** Directions for this task **
What is the number of lines below that include the string "dismissal"? Provide that number alone.

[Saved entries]
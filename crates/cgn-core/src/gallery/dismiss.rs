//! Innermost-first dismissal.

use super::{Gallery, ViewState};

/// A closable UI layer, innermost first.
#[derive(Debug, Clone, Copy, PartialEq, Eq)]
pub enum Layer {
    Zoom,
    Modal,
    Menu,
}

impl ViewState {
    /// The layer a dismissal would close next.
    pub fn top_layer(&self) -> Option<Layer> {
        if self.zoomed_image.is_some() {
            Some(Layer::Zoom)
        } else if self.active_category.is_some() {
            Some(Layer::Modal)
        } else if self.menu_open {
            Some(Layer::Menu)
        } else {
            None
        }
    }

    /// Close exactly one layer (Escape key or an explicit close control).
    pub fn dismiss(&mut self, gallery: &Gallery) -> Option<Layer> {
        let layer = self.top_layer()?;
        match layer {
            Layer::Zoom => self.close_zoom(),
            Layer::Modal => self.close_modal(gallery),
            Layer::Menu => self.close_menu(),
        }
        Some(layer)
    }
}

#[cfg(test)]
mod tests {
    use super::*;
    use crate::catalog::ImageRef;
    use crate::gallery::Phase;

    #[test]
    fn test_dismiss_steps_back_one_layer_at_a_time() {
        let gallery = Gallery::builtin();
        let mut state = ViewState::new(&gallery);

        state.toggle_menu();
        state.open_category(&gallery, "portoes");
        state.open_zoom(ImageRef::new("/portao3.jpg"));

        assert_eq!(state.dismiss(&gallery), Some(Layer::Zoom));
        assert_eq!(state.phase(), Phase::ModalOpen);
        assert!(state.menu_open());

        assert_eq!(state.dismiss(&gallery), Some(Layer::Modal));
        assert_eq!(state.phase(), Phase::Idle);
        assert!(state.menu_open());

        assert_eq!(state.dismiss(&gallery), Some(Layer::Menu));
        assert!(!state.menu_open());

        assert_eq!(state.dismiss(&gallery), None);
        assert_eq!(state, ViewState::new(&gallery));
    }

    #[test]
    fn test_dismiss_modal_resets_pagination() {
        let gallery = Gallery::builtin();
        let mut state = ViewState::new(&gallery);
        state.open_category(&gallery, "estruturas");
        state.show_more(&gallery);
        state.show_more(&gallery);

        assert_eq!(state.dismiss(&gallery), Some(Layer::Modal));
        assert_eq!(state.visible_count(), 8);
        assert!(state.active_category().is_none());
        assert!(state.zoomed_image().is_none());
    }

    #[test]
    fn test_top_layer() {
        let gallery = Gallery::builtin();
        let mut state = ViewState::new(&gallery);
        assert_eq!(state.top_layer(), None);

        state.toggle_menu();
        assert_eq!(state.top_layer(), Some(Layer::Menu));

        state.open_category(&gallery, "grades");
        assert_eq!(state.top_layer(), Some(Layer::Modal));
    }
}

** Answer to this task **
2